Tulsi Gabbard’s social media reach exploded in October. That growth doesn’t correlate with her polling.

Details

So we’ve been working on getting Campaign 2020 Factba.ses up since the summer. It was due to post Labor Day. Suffice it to say, we’re late. We’ll publicly commit to “before New Hampshire” and try to exceed expectations.


As part of that prep work (and part of a request from a news organization… tune in to Reliable Sources on CNN tomorrow, October 27, 2019 @ 11 am for that data 10/27: bumped due to Abu Bakr al-Baghdadi… sigh… always a bridemaid, never…) we were re-pulling some numbers on Twitter on all the 2020 Democratic candidates, and noticed Margaret, our AI, had flagged a “Hey Human” alert on Tulsi Gabbard’s data.

To which we said: “Tulsi Gabbard?”

She’d flagged a spike in Twitter followers. Between October 1st and October 25th, her twitter following spiked 23.9%, more than double any other candidate in the same time period. And not a small number of followers… 134,817 of them, to be exact. In terms of raw numbers, Bernie Sanders, Elizabeth Warren and Joe Biden had a bit more, but their accounts were, as of October 1st, all at least 5x larger than her account:

  • Tulsi Gabbard: 580,137 → 714,954 (+23.9%, up 134,817 followers)
  • Joe Biden: 3,757,210 → 3,908,764 (+4.03%, up 151,554 followers)
  • Elizabeth Warren: 3,235,232 → 3,414,734 (+5.55%, up 179,502 followers)
  • Bernie Sanders: 9,714,332 → 9,864,718 (+1.55%, up 150,386 followers)

For comparison, Donald Trump’s account went from 65,040,038 to 66,155,421 in the same time period, a much bigger number, but a 1.71% increase.

We poked around a bit more and looked at her YouTube account (Twitter and YouTube tend to have the greatest data for measuring traction), and hit our second “wha?” moment. Her YouTube account was also punching far above its weight class. With 125,000 subscribers (YouTube starts rounding numbers to the thousand above 10,000 subscribers), her YouTube account has more subscribers than any other candidate except Bernie Sanders (242,000). Some 28,000 followers showed up in October. Even before that, she was in the top cohort with only Andrew Yang above her (plus Bernie). Yang, like Bernie, has an intense social media following and presence. Gabbard is not known for that. And her video views are similarly enormous… 20,427,696 views. Bernie does have 42,108,941. But no other candidate has more than 10,000,000 views on YouTube.

The initial size of her YouTube audience, even before the spike, doesn’t gel with her online presence, footprints, or anything else. It’s an account with views and subscriber counts appropriate for a front runner, or someone very specifically engaged with social media, like Yang.

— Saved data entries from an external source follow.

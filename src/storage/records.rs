//! Database row shapes
//!
//! The hosted database uses snake_case columns. Every conversion between a
//! row and a domain type happens here, so nothing else in the crate knows
//! column names.

use crate::models::{
    billing_cycle, Child, ContentOrigin, NewChild, NewStory, NewUser, PlanTier, PromptInputs,
    RawCustomization, ReadingLevel, Story, Subscription, SubscriptionStatus, User,
};
use chrono::{DateTime, Utc};
use serde::{Deserialize, Deserializer, Serialize};

/// Accept either a numeric or textual primary key
fn deserialize_id<'de, D>(deserializer: D) -> Result<String, D::Error>
where
    D: Deserializer<'de>,
{
    #[derive(Deserialize)]
    #[serde(untagged)]
    enum RawId {
        Int(i64),
        Text(String),
    }

    Ok(match RawId::deserialize(deserializer)? {
        RawId::Int(n) => n.to_string(),
        RawId::Text(s) => s,
    })
}

fn deserialize_optional_id<'de, D>(deserializer: D) -> Result<Option<String>, D::Error>
where
    D: Deserializer<'de>,
{
    #[derive(Deserialize)]
    #[serde(untagged)]
    enum RawId {
        Int(i64),
        Text(String),
    }

    Ok(Option::<RawId>::deserialize(deserializer)?.map(|raw| match raw {
        RawId::Int(n) => n.to_string(),
        RawId::Text(s) => s,
    }))
}

fn reading_level_or_default(raw: Option<&str>) -> ReadingLevel {
    raw.and_then(|r| r.parse().ok()).unwrap_or_default()
}

/// `users` row, optionally with embedded `children`
#[derive(Debug, Clone, Deserialize)]
pub struct UserRow {
    #[serde(deserialize_with = "deserialize_id")]
    pub id: String,
    #[serde(default)]
    pub parent_name: String,
    pub email: String,
    #[serde(default)]
    pub password_hash: String,
    #[serde(default)]
    pub subscription_plan: Option<String>,
    #[serde(default)]
    pub subscription_status: Option<String>,
    #[serde(default)]
    pub stories_this_month: Option<u32>,
    #[serde(default)]
    pub subscription_reset_date: Option<DateTime<Utc>>,
    #[serde(default)]
    pub created_at: Option<DateTime<Utc>>,
    #[serde(default)]
    pub children: Vec<ChildRow>,
}

impl UserRow {
    /// Convert to the domain type
    ///
    /// A missing reset date is taken as one cycle after account creation,
    /// or one cycle after `now` when that is unknown too.
    pub fn into_user(self, now: DateTime<Utc>) -> User {
        let created_at = self.created_at.unwrap_or(now);
        let subscription = Subscription {
            plan: PlanTier::parse_or_free(self.subscription_plan.as_deref().unwrap_or("free")),
            status: self
                .subscription_status
                .as_deref()
                .and_then(|s| s.parse().ok())
                .unwrap_or(SubscriptionStatus::Active),
            stories_this_month: self.stories_this_month.unwrap_or(0),
            reset_date: self
                .subscription_reset_date
                .unwrap_or(created_at + billing_cycle()),
        };

        User {
            id: self.id,
            parent_name: self.parent_name,
            email: self.email,
            password_hash: self.password_hash,
            subscription,
            children: self.children.into_iter().map(ChildRow::into_child).collect(),
            created_at,
        }
    }
}

/// `children` row
#[derive(Debug, Clone, Deserialize)]
pub struct ChildRow {
    #[serde(deserialize_with = "deserialize_id")]
    pub id: String,
    pub name: String,
    #[serde(default)]
    pub age: u32,
    #[serde(default)]
    pub reading_level: Option<String>,
    #[serde(default)]
    pub favorite_books: Option<Vec<String>>,
    #[serde(default)]
    pub interests: Option<String>,
    #[serde(default)]
    pub stories_generated: Option<u32>,
}

impl ChildRow {
    pub fn into_child(self) -> Child {
        Child {
            id: self.id,
            name: self.name,
            age: self.age,
            reading_level: reading_level_or_default(self.reading_level.as_deref()),
            favorite_books: self.favorite_books.unwrap_or_default(),
            interests: self.interests.unwrap_or_default(),
            stories_generated: self.stories_generated.unwrap_or(0),
        }
    }
}

/// `stories` row
#[derive(Debug, Clone, Deserialize)]
pub struct StoryRow {
    #[serde(deserialize_with = "deserialize_id")]
    pub id: String,
    #[serde(deserialize_with = "deserialize_id")]
    pub user_id: String,
    #[serde(default, deserialize_with = "deserialize_optional_id")]
    pub child_id: Option<String>,
    #[serde(default)]
    pub child_name: String,
    #[serde(default)]
    pub story_content: String,
    #[serde(default)]
    pub favorite_books: Option<Vec<String>>,
    #[serde(default)]
    pub imagination_prompt: Option<String>,
    #[serde(default)]
    pub age: Option<u32>,
    #[serde(default)]
    pub reading_level: Option<String>,
    #[serde(default)]
    pub customization: Option<RawCustomization>,
    #[serde(default)]
    pub subscription_plan: Option<String>,
    #[serde(default)]
    pub origin: Option<String>,
    #[serde(default)]
    pub created_at: Option<DateTime<Utc>>,
}

impl StoryRow {
    /// Convert to the domain type; rows written before `origin` existed
    /// count as generated
    pub fn into_story(self, now: DateTime<Utc>) -> Story {
        Story {
            id: self.id,
            user_id: self.user_id,
            child_id: self.child_id,
            child_name: self.child_name,
            content: self.story_content,
            inputs: PromptInputs {
                favorite_books: self.favorite_books.unwrap_or_default(),
                imagination: self.imagination_prompt,
                age: self.age,
                reading_level: self.reading_level.as_deref().and_then(|r| r.parse().ok()),
                customization: self.customization.unwrap_or_default(),
                subscription_plan: PlanTier::parse_or_free(
                    self.subscription_plan.as_deref().unwrap_or("free"),
                ),
            },
            origin: self
                .origin
                .as_deref()
                .and_then(|o| o.parse().ok())
                .unwrap_or(ContentOrigin::Generated),
            created_at: self.created_at.unwrap_or(now),
        }
    }
}

/// Insert payload for `users`
#[derive(Debug, Serialize)]
pub struct UserInsert<'a> {
    pub parent_name: &'a str,
    pub email: String,
    pub password_hash: &'a str,
    pub subscription_plan: &'static str,
    pub subscription_status: &'static str,
    pub stories_this_month: u32,
    pub subscription_reset_date: DateTime<Utc>,
}

impl<'a> UserInsert<'a> {
    pub fn new(user: &'a NewUser, email: String, now: DateTime<Utc>) -> Self {
        let subscription = Subscription::fresh(PlanTier::Free, now);
        Self {
            parent_name: &user.parent_name,
            email,
            password_hash: &user.password_hash,
            subscription_plan: subscription.plan.as_str(),
            subscription_status: subscription.status.as_str(),
            stories_this_month: subscription.stories_this_month,
            subscription_reset_date: subscription.reset_date,
        }
    }
}

/// Insert payload for `children`
#[derive(Debug, Serialize)]
pub struct ChildInsert<'a> {
    pub user_id: &'a str,
    pub name: &'a str,
    pub age: u32,
    pub reading_level: &'static str,
    pub favorite_books: &'a [String],
    pub interests: &'a str,
    pub stories_generated: u32,
}

impl<'a> ChildInsert<'a> {
    pub fn new(user_id: &'a str, child: &'a NewChild) -> Self {
        Self {
            user_id,
            name: &child.name,
            age: child.age,
            reading_level: child.reading_level.as_str(),
            favorite_books: &child.favorite_books,
            interests: &child.interests,
            stories_generated: 0,
        }
    }
}

/// Insert payload for `stories`
#[derive(Debug, Serialize)]
pub struct StoryInsert<'a> {
    pub user_id: &'a str,
    pub child_id: Option<&'a str>,
    pub child_name: &'a str,
    pub story_content: &'a str,
    pub favorite_books: &'a [String],
    pub imagination_prompt: Option<&'a str>,
    pub age: Option<u32>,
    pub reading_level: Option<&'static str>,
    pub customization: &'a RawCustomization,
    pub subscription_plan: &'static str,
    pub origin: &'static str,
}

impl<'a> From<&'a NewStory> for StoryInsert<'a> {
    fn from(story: &'a NewStory) -> Self {
        Self {
            user_id: &story.user_id,
            child_id: story.child_id.as_deref(),
            child_name: &story.child_name,
            story_content: &story.content,
            favorite_books: &story.inputs.favorite_books,
            imagination_prompt: story.inputs.imagination.as_deref(),
            age: story.inputs.age,
            reading_level: story.inputs.reading_level.map(|r| r.as_str()),
            customization: &story.inputs.customization,
            subscription_plan: story.inputs.subscription_plan.as_str(),
            origin: story.origin.as_str(),
        }
    }
}

/// Update payload for the subscription columns of `users`
#[derive(Debug, Serialize)]
pub struct SubscriptionUpdate {
    pub subscription_plan: &'static str,
    pub subscription_status: &'static str,
    pub stories_this_month: u32,
    pub subscription_reset_date: DateTime<Utc>,
}

impl From<&Subscription> for SubscriptionUpdate {
    fn from(subscription: &Subscription) -> Self {
        Self {
            subscription_plan: subscription.plan.as_str(),
            subscription_status: subscription.status.as_str(),
            stories_this_month: subscription.stories_this_month,
            subscription_reset_date: subscription.reset_date,
        }
    }
}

Wasn’t there a debate in October?

Only on days ending in “y”. Seriously, October was a debate month. We went to SocialBlade, our favorite quick check on social media status, and saw the spike happen right on October 19, 2019. Great! Problem solved… except the debate was on October 15, 2019.

So what happened a couple of days after the debate?

This: The New York Times: Tulsi Gabbard Lashes Back at Hillary Clinton After Claim of Russian Influence

So the Tulsi Gabbard / Hillary Clinton back and forth. That would account for a spike, but would it?

We looked at similar kerfuffles, and there’s no kerfuffle shortage in this primary season. There’s no similar spike accompanying any spat. Other than when a candidate first announced, no one experienced a double-digit spike in growth on one social media platform, much less two social media platforms.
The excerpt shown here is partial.